Collected data:
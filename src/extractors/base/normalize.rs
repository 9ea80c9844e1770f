//! Text normalization for captured declaration fragments
//!
//! Every capture group of every pattern match goes through [`normalize_capture`],
//! so multi-line declarations become single-line tokens. [`strip_comments`]
//! is an optional pre-pass over the whole header.

/// Normalize a captured substring.
///
/// Steps, in order:
/// 1. each non-overlapping double space becomes a single space (one pass only,
///    so runs of three or more spaces may survive partially collapsed)
/// 2. tabs are removed
/// 3. carriage returns are removed
/// 4. newlines are removed with no separator
pub fn normalize_capture(capture: &str) -> String {
    capture
        .replace("  ", " ")
        .replace('\t', "")
        .replace('\r', "")
        .replace('\n', "")
}

/// Replace C comments with a single space.
///
/// Block comments (`/* ... */`) and line comments (`// ...`) are removed.
/// The newline ending a line comment is kept. String and character literals
/// are copied untouched, so `"http://host"` survives intact. An unterminated
/// block comment swallows the rest of the input.
pub fn strip_comments(source: &str) -> String {
    let mut out = String::with_capacity(source.len());
    let mut chars = source.chars().peekable();

    while let Some(c) = chars.next() {
        match c {
            '/' if chars.peek() == Some(&'*') => {
                chars.next();
                let mut prev = '\0';
                for inner in chars.by_ref() {
                    if prev == '*' && inner == '/' {
                        break;
                    }
                    prev = inner;
                }
                out.push(' ');
            }
            '/' if chars.peek() == Some(&'/') => {
                while let Some(&inner) = chars.peek() {
                    if inner == '\n' {
                        break;
                    }
                    chars.next();
                }
                out.push(' ');
            }
            '"' | '\'' => {
                out.push(c);
                let mut escaped = false;
                for inner in chars.by_ref() {
                    out.push(inner);
                    if escaped {
                        escaped = false;
                    } else if inner == '\\' {
                        escaped = true;
                    } else if inner == c || inner == '\n' {
                        break;
                    }
                }
            }
            _ => out.push(c),
        }
    }

    out
}

#[cfg(test)]
mod tests {
    use super::*;

    #[test]
    fn test_normalize_joins_lines_without_separator() {
        assert_eq!(normalize_capture("int a,\r\n\tint b"), "int a,int b");
        assert_eq!(normalize_capture("int\nx"), "intx");
    }

    #[test]
    fn test_normalize_collapses_double_spaces_once() {
        assert_eq!(normalize_capture("a  b"), "a b");
        // Four spaces become two, three become two: a single pass only
        assert_eq!(normalize_capture("a    b"), "a  b");
        assert_eq!(normalize_capture("a   b"), "a  b");
    }

    #[test]
    fn test_normalize_is_idempotent_on_normalized_text() {
        let samples = ["int add", "const char* name", "x[16]", "", "\"hello world\""];
        for sample in samples {
            let once = normalize_capture(sample);
            assert_eq!(once, sample);
            assert_eq!(normalize_capture(&once), once);
        }
    }

    #[test]
    fn test_strip_block_and_line_comments() {
        let source = "int x; /* the x\n coordinate */ int y; // trailing\nint z;";
        assert_eq!(strip_comments(source), "int x;   int y;  \nint z;");
    }

    #[test]
    fn test_strip_comments_keeps_string_literals() {
        let source = "#define URL \"http://example.com/*x*/\" // note";
        assert_eq!(
            strip_comments(source),
            "#define URL \"http://example.com/*x*/\"  "
        );
        assert_eq!(strip_comments("char c = '/'; // c"), "char c = '/';  ");
    }

    #[test]
    fn test_strip_comments_unterminated_block() {
        assert_eq!(strip_comments("int a; /* never closed"), "int a;  ");
    }
}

▶ [Task]
Find each line in the data above with the word "escaped", then copy it.

▶ [Solution for this exercise]
                let mut escaped = false;
                    if escaped {
                        escaped = false;
                        escaped = true;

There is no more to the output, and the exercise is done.